▸ **EXERCISE INSTRUCTIONS**
Below are the records; count the lines that include the string "huevo" and give only that number.

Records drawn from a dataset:
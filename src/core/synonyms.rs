//! Static ingredient synonym table.
//!
//! Widens search recall by mapping a canonical ingredient name (lowercase) to
//! the alternate terms supermarkets use for it. The table is built once on
//! first use and is read-only afterwards.

use std::collections::HashMap;
use std::sync::LazyLock;

static SYNONYMS: LazyLock<HashMap<&'static str, &'static [&'static str]>> = LazyLock::new(|| {
    let mut m: HashMap<&'static str, &'static [&'static str]> = HashMap::new();
    m.insert("pollo", &["pollo", "chicken", "pechuga", "muslo"]);
    m.insert("huevo", &["huevo", "huevos", "egg"]);
    m.insert("huevos", &["huevos", "huevo", "egg"]);
    m.insert("leche", &["leche", "milk", "entera", "semidesnatada"]);
    m.insert("arroz", &["arroz", "rice", "redondo", "basmati"]);
    m.insert("pasta", &["pasta", "espagueti", "macarrones", "spaghetti"]);
    m.insert("tomate", &["tomate", "tomates", "tomato"]);
    m.insert("cebolla", &["cebolla", "cebollas", "onion"]);
    m.insert("ajo", &["ajo", "ajos", "garlic"]);
    m.insert("patata", &["patata", "patatas", "potato"]);
    m.insert("aceite", &["aceite", "oliva", "oil"]);
    m.insert("aceite de oliva", &["aceite de oliva", "aceite", "oliva"]);
    m.insert("carne picada", &["carne picada", "picada", "mixta"]);
    m.insert("ternera", &["ternera", "beef", "filete"]);
    m.insert("cerdo", &["cerdo", "lomo", "pork"]);
    m.insert("salmon", &["salmón", "salmon"]);
    m.insert("salmón", &["salmón", "salmon"]);
    m.insert("atun", &["atún", "atun", "tuna"]);
    m.insert("atún", &["atún", "atun", "tuna"]);
    m.insert("queso", &["queso", "cheese", "rallado", "lonchas"]);
    m.insert("yogur", &["yogur", "yogures", "yogurt"]);
    m.insert("mantequilla", &["mantequilla", "butter"]);
    m.insert("pan", &["pan", "barra", "molde", "bread"]);
    m.insert("harina", &["harina", "trigo", "flour"]);
    m.insert("azucar", &["azúcar", "azucar", "sugar"]);
    m.insert("azúcar", &["azúcar", "azucar", "sugar"]);
    m.insert("sal", &["sal", "salt"]);
    m.insert("lechuga", &["lechuga", "iceberg", "romana"]);
    m.insert("zanahoria", &["zanahoria", "zanahorias", "carrot"]);
    m.insert("pimiento", &["pimiento", "pimientos", "pepper"]);
    m.insert("limon", &["limón", "limones", "lemon"]);
    m.insert("limón", &["limón", "limones", "lemon"]);
    m.insert("platano", &["plátano", "platano", "banana"]);
    m.insert("plátano", &["plátano", "platano", "banana"]);
    m.insert("manzana", &["manzana", "manzanas", "apple"]);
    m.insert("garbanzos", &["garbanzos", "garbanzo", "chickpeas"]);
    m.insert("lentejas", &["lentejas", "lenteja", "lentils"]);
    m
});

/// Alternate search terms for an ingredient, if the table knows it
///
/// The lookup key is trimmed and lowercased.
pub fn synonyms_for(ingredient: &str) -> Option<&'static [&'static str]> {
    SYNONYMS.get(ingredient.trim().to_lowercase().as_str()).copied()
}

/// Search terms to try for an ingredient: its synonyms, or the name itself
pub fn search_terms(ingredient: &str) -> Vec<&str> {
    match synonyms_for(ingredient) {
        Some(terms) => terms.to_vec(),
        None => vec![ingredient],
    }
}
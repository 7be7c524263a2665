use serde::{Deserialize, Serialize};
use validator::Validate;
use crate::models::domain::Ingredient;

/// Request to match a shopping list against one supermarket
#[derive(Debug, Clone, Serialize, Deserialize, Validate)]
pub struct MatchProductsRequest {
    #[validate(length(min = 1))]
    pub supermarket: String,
    #[validate(length(min = 1), nested)]
    pub ingredients: Vec<Ingredient>,
}

/// Request to price a shopping list across every supported supermarket
#[derive(Debug, Clone, Serialize, Deserialize, Validate)]
pub struct ComparePricesRequest {
    #[validate(length(min = 1), nested)]
    pub ingredients: Vec<Ingredient>,
}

▸ **EXERCISE OUTPUT**
2